Phishing Email Detection Using Persuasion Cues

Phishing is an attempt to acquire sensitive information from an unsuspecting victim by malicious means. Recent studies have shown that phishers often use persuasion techniques to get positive responses from the recipients. Still missing from this literature are studies assessing effectiveness of persuasion cues in phishing email detection. Specifically focusing on gain and loss persuasion cues, we address the following research questions: In detecting phishing emails, (1) how effective are the gain persuasion cues, (2) how effective are the loss persuasion cues, and (3) how effective is an integrated model of gain and loss persuasion? In order to address the research questions, we create three machine learning models, with relevant gain persuasion cues, loss persuasion cues, and combined gain and loss persuasion cues respectively, and compare the estimates with a baseline model that does not account for the persuasion cues.
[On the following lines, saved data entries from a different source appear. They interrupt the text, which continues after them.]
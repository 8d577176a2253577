//! Snowflake identifiers.

use serde::{
    de::{Deserializer, Error as DeError, Visitor},
    ser::Serializer,
    Deserialize, Serialize,
};
use std::{
    fmt::{Display, Formatter, Result as FmtResult},
    num::NonZeroU64,
};

/// Milliseconds since 2015-01-01T00:00:00Z, the platform's custom epoch.
const DISCORD_EPOCH: u64 = 1_420_070_400_000;

/// Opaque 64-bit identifier.
///
/// Serializes and deserializes as a decimal string on the wire, matching the
/// platform's convention of avoiding precision loss in languages whose
/// numeric type is an IEEE-754 double.
#[derive(Clone, Copy, Debug, Eq, Hash, Ord, PartialEq, PartialOrd)]
pub struct Snowflake(NonZeroU64);

impl Snowflake {
    /// Create a snowflake from its raw integer value.
    ///
    /// Returns `None` if `value` is zero, which is never a valid id.
    pub const fn new(value: u64) -> Option<Self> {
        match NonZeroU64::new(value) {
            Some(inner) => Some(Self(inner)),
            None => None,
        }
    }

    /// The raw integer value.
    pub const fn get(self) -> u64 {
        self.0.get()
    }

    /// The UTC millisecond timestamp encoded in the high 42 bits.
    pub const fn timestamp_millis(self) -> u64 {
        (self.0.get() >> 22) + DISCORD_EPOCH
    }
}

impl Display for Snowflake {
    fn fmt(&self, f: &mut Formatter<'_>) -> FmtResult {
        Display::fmt(&self.0.get(), f)
    }
}

impl Serialize for Snowflake {
    fn serialize<S: Serializer>(&self, serializer: S) -> Result<S::Ok, S::Error> {
        serializer.collect_str(self)
    }
}

impl<'de> Deserialize<'de> for Snowflake {
    fn deserialize<D: Deserializer<'de>>(deserializer: D) -> Result<Self, D::Error> {
        deserializer.deserialize_any(SnowflakeVisitor)
    }
}

struct SnowflakeVisitor;

impl<'de> Visitor<'de> for SnowflakeVisitor {
    type Value = Snowflake;

    fn expecting(&self, f: &mut Formatter<'_>) -> FmtResult {
        f.write_str("a non-zero integer or decimal string")
    }

    fn visit_u64<E: DeError>(self, value: u64) -> Result<Self::Value, E> {
        Snowflake::new(value).ok_or_else(|| E::custom("snowflake value is zero"))
    }

    fn visit_str<E: DeError>(self, value: &str) -> Result<Self::Value, E> {
        let parsed = value.parse().map_err(E::custom)?;

        self.visit_u64(parsed)
    }
}

#[cfg(test)]
mod tests {
    use super::Snowflake;
    use serde_test::Token;
    use static_assertions::assert_impl_all;
    use std::fmt::Debug;

    assert_impl_all!(Snowflake: Clone, Copy, Debug, Eq, Send, Sync);

    #[test]
    fn timestamp_extraction() {
        // first discord snowflake ever minted, widely cited as a fixture.
        let id = Snowflake::new(175_928_847_299_117_063).unwrap();

        assert_eq!(id.timestamp_millis(), 1_462_015_105_796);
    }

    #[test]
    fn roundtrip() {
        let id = Snowflake::new(123).unwrap();

        serde_test::assert_tokens(&id, &[Token::Str("123")]);
    }
}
The results show that the three phishing detection models with relevant persuasion cues significantly outperform the baseline model by approximately 5% to 20% percent in terms of F-score, thus representing reliable methods for phishing email detection. The objective of this study is to develop anti-phishing methods that utilize persuasion cues for detecting phishing emails. Such research is useful because a deeper understanding of persuasion cues can inform the design of effective countermeasures for detecting and blocking phishing emails.